Methods: Twenty-three patients with relapsed/refractory NHL without complete remission (CR) to salvage chemotherapy were enrolled to evaluate RIT with Iodine-131 labelled rituximab (131I-rituximab) in a myeloablative setting. Biodistribution and dosimetric studies were performed to determine 131I activity required to induce a total body dose of 21-27Gy to critical organs. In 6/23 patients RIT was combined with high-dose chemotherapy. 8/23 patients received a sequential high-dose chemotherapy with a second ASCT. The median follow-up is 9.5 years.

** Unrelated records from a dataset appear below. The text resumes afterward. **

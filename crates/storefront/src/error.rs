//! Unified error handling with Sentry integration.
//!
//! Every route handler returns `Result<T, AppError>`. The response body is
//! always JSON: `{"message": "..."}`, plus `"errors": {field: [messages]}` for
//! validation failures. Server-side failures are captured to Sentry and their
//! details are never sent to the client.

use std::collections::BTreeMap;

use axum::{
    Json,
    http::StatusCode,
    response::{IntoResponse, Response},
};
use serde::Serialize;
use thiserror::Error;

use cornershop_core::order::OrderRequestError;

use crate::db::RepositoryError;
use crate::services::auth::AuthError;
use crate::services::inventory::InventoryError;
use crate::services::orders::OrderError;

/// Per-field validation messages, serialized as `{field: [messages]}`.
#[derive(Debug, Clone, Default, PartialEq, Eq, Serialize)]
#[serde(transparent)]
pub struct ValidationErrors(BTreeMap<String, Vec<String>>);

impl ValidationErrors {
    #[must_use]
    pub fn new() -> Self {
        Self::default()
    }

    /// Errors with a single message for a single field.
    #[must_use]
    pub fn single(field: &str, message: impl Into<String>) -> Self {
        let mut errors = Self::new();
        errors.add(field, message);
        errors
    }

    /// Record a message against `field`.
    pub fn add(&mut self, field: &str, message: impl Into<String>) {
        self.0
            .entry(field.to_owned())
            .or_default()
            .push(message.into());
    }

    #[must_use]
    pub fn is_empty(&self) -> bool {
        self.0.is_empty()
    }

    /// Messages recorded for `field`.
    #[must_use]
    pub fn field(&self, field: &str) -> &[String] {
        self.0.get(field).map_or(&[], Vec::as_slice)
    }

    /// `Ok(())` when nothing was recorded.
    ///
    /// # Errors
    ///
    /// Returns [`AppError::Validation`] carrying these errors otherwise.
    pub fn into_result(self) -> Result<()> {
        if self.is_empty() {
            Ok(())
        } else {
            Err(AppError::Validation(self))
        }
    }
}

/// Application-level error type for the storefront.
#[derive(Debug, Error)]
pub enum AppError {
    /// Database operation failed.
    #[error("Database error: {0}")]
    Database(#[from] RepositoryError),

    /// Authentication operation failed.
    #[error("Auth error: {0}")]
    Auth(#[from] AuthError),

    /// Order placement or status change failed.
    #[error("Order error: {0}")]
    Order(#[from] OrderError),

    /// Request body failed validation.
    #[error("The given data was invalid.")]
    Validation(ValidationErrors),

    /// Resource not found.
    #[error("Not found: {0}")]
    NotFound(String),

    /// User is not authenticated.
    #[error("Unauthorized: {0}")]
    Unauthorized(String),

    /// User is authenticated but not allowed to do this.
    #[error("Forbidden: {0}")]
    Forbidden(String),

    /// Bad request from client.
    #[error("Bad request: {0}")]
    BadRequest(String),

    /// Request conflicts with existing data.
    #[error("Conflict: {0}")]
    Conflict(String),

    /// Request is well-formed but cannot be applied to the current state.
    #[error("{0}")]
    Unprocessable(String),

    /// Internal server error.
    #[error("Internal error: {0}")]
    Internal(String),
}

#[derive(Serialize)]
struct ErrorBody<'a> {
    message: String,
    #[serde(skip_serializing_if = "Option::is_none")]
    errors: Option<&'a ValidationErrors>,
}

impl AppError {
    /// HTTP status for this error.
    #[must_use]
    pub fn status(&self) -> StatusCode {
        match self {
            Self::Database(RepositoryError::NotFound) | Self::NotFound(_) => StatusCode::NOT_FOUND,
            Self::Database(RepositoryError::Conflict(_)) | Self::Conflict(_) => StatusCode::CONFLICT,
            Self::Database(_) | Self::Internal(_) => StatusCode::INTERNAL_SERVER_ERROR,
            Self::Auth(err) => match err {
                AuthError::InvalidCredentials => StatusCode::UNAUTHORIZED,
                AuthError::UserAlreadyExists => StatusCode::CONFLICT,
                AuthError::WeakPassword(_)
                | AuthError::InvalidEmail(_)
                | AuthError::PasswordMismatch
                | AuthError::MissingName => StatusCode::UNPROCESSABLE_ENTITY,
                AuthError::UserNotFound => StatusCode::NOT_FOUND,
                AuthError::Repository(_) | AuthError::PasswordHash => {
                    StatusCode::INTERNAL_SERVER_ERROR
                }
            },
            Self::Order(err) => match err {
                OrderError::Request(_)
                | OrderError::Inventory(
                    InventoryError::InsufficientStock { .. }
                    | InventoryError::ProductNotFound(_)
                    | InventoryError::StockOverflow { .. },
                ) => StatusCode::UNPROCESSABLE_ENTITY,
                OrderError::OrderNotFound(_) => StatusCode::NOT_FOUND,
                OrderError::NotOwner => StatusCode::FORBIDDEN,
                OrderError::NotPending => StatusCode::BAD_REQUEST,
                OrderError::Inventory(InventoryError::Repository(_)) | OrderError::Repository(_) => {
                    StatusCode::INTERNAL_SERVER_ERROR
                }
            },
            Self::Validation(_) | Self::Unprocessable(_) => StatusCode::UNPROCESSABLE_ENTITY,
            Self::Unauthorized(_) => StatusCode::UNAUTHORIZED,
            Self::Forbidden(_) => StatusCode::FORBIDDEN,
            Self::BadRequest(_) => StatusCode::BAD_REQUEST,
        }
    }

    /// Client-facing message. Server-side details are never included.
    #[must_use]
    pub fn public_message(&self) -> String {
        match self {
            Self::Database(RepositoryError::NotFound) => "Not found".to_string(),
            Self::Database(RepositoryError::Conflict(msg)) | Self::Conflict(msg) => msg.clone(),
            Self::Database(_) | Self::Internal(_) => "Internal server error".to_string(),
            Self::Auth(err) => match err {
                AuthError::InvalidCredentials => "Invalid credentials".to_string(),
                AuthError::UserAlreadyExists => {
                    "An account with this email already exists".to_string()
                }
                AuthError::WeakPassword(msg) => msg.clone(),
                AuthError::InvalidEmail(_) => "Invalid email address".to_string(),
                AuthError::PasswordMismatch => "Password confirmation does not match".to_string(),
                AuthError::MissingName => "Name is required".to_string(),
                AuthError::UserNotFound => "User not found".to_string(),
                AuthError::Repository(_) | AuthError::PasswordHash => {
                    "Internal server error".to_string()
                }
            },
            Self::Order(err) => match err {
                OrderError::Inventory(InventoryError::Repository(_)) | OrderError::Repository(_) => {
                    "Internal server error".to_string()
                }
                OrderError::NotOwner => "Unauthorized".to_string(),
                other => other.to_string(),
            },
            Self::Validation(_) => self.to_string(),
            Self::NotFound(msg)
            | Self::Unauthorized(msg)
            | Self::Forbidden(msg)
            | Self::BadRequest(msg)
            | Self::Unprocessable(msg) => msg.clone(),
        }
    }

    /// Field errors to attach to the body, if any.
    fn field_errors(&self) -> Option<ValidationErrors> {
        match self {
            Self::Validation(errors) => Some(errors.clone()),
            Self::Order(OrderError::Request(err)) => Some(ValidationErrors::single(
                "products",
                request_error_message(err),
            )),
            Self::Order(OrderError::Inventory(
                err @ (InventoryError::InsufficientStock { .. } | InventoryError::ProductNotFound(_)),
            )) => Some(ValidationErrors::single("products", err.to_string())),
            Self::Auth(AuthError::InvalidEmail(e)) => {
                Some(ValidationErrors::single("email", e.to_string()))
            }
            Self::Auth(AuthError::WeakPassword(msg)) => {
                Some(ValidationErrors::single("password", msg.clone()))
            }
            Self::Auth(AuthError::PasswordMismatch) => Some(ValidationErrors::single(
                "password",
                "The password confirmation does not match.",
            )),
            Self::Auth(AuthError::MissingName) => {
                Some(ValidationErrors::single("name", "The name field is required."))
            }
            _ => None,
        }
    }
}

fn request_error_message(err: &OrderRequestError) -> String {
    match err {
        OrderRequestError::Empty => "The products field must have at least 1 item.".to_string(),
        other => other.to_string(),
    }
}

impl IntoResponse for AppError {
    fn into_response(self) -> Response {
        let status = self.status();

        // Capture server errors to Sentry
        if status.is_server_error() {
            let event_id = sentry::capture_error(&self);
            tracing::error!(
                error = %self,
                sentry_event_id = %event_id,
                "Request error"
            );
        }

        let errors = self.field_errors();
        let body = ErrorBody {
            message: self.public_message(),
            errors: errors.as_ref(),
        };

        (status, Json(body)).into_response()
    }
}

/// Result type alias for `AppError`.
pub type Result<T> = std::result::Result<T, AppError>;

/// Set the Sentry user context after authentication.
pub fn set_sentry_user(user_id: &impl ToString, email: Option<&str>) {
    sentry::configure_scope(|scope| {
        scope.set_user(Some(sentry::User {
            id: Some(user_id.to_string()),
            email: email.map(String::from),
            ..Default::default()
        }));
    });
}

/// Clear the Sentry user context on logout.
pub fn clear_sentry_user() {
    sentry::configure_scope(|scope| {
        scope.set_user(None);
    });
}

Results: 6.956-19.425GBq of 131I was delivered to achieve the limiting organ dose to lungs or kidneys. No grade III/IV non-hematologic toxicity was seen with RIT alone. Significant grade III/IV toxicity (mucositis, fever, infection, one therapy related death) was observed in patients treated with RIT combined with high-dose chemotherapy. The overall response rate was 87% (64% CR). The median progression-free (PFS) and overall survival (OS) is 47.5 and 101.5 months. An international prognostic index score >1 was predictive for OS.
Conclusion: Myeloablative RIT with 131I-rituximab followed by ASCT is feasible, well-tolerated and effective in high risk CD20+ NHL. Combination of RIT and high-dose chemotherapy increased toxicity significantly. Long-term results for PFS and OS are encouraging.